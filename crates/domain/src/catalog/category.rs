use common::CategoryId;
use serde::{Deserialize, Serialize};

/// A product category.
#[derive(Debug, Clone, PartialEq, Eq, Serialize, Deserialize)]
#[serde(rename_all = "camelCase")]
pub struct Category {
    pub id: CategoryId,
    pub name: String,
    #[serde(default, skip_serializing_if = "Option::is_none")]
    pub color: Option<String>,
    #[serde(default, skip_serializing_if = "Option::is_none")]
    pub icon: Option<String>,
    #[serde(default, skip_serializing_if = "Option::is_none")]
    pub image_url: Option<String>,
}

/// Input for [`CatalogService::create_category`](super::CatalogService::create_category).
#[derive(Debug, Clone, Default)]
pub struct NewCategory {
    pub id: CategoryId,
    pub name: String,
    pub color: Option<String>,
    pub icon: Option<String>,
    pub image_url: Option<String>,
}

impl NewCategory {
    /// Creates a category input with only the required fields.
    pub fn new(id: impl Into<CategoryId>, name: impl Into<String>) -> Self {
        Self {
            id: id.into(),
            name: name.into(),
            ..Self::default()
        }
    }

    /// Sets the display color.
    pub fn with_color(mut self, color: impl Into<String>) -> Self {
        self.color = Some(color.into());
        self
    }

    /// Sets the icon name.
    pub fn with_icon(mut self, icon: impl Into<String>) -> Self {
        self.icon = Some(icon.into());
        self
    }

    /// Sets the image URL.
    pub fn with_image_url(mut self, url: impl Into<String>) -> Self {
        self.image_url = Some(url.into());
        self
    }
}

--------------------------------

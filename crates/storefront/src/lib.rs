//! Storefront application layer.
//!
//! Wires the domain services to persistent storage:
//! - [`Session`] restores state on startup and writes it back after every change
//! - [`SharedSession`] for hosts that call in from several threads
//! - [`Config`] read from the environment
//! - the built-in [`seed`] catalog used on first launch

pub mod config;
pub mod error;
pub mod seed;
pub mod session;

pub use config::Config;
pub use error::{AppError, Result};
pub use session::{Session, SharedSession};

--------------------------------

• **Work required**: Would you print exactly and only the lines of the material above that run from the line with "the icon name." through the line with "pub fn with_image_url(mut", both included?

• **Your response**:
    /// Sets the icon name.
    pub fn with_icon(mut self, icon: impl Into<String>) -> Self {
        self.icon = Some(icon.into());
        self
    }

    /// Sets the image URL.
    pub fn with_image_url(mut self, url: impl Into<String>) -> Self {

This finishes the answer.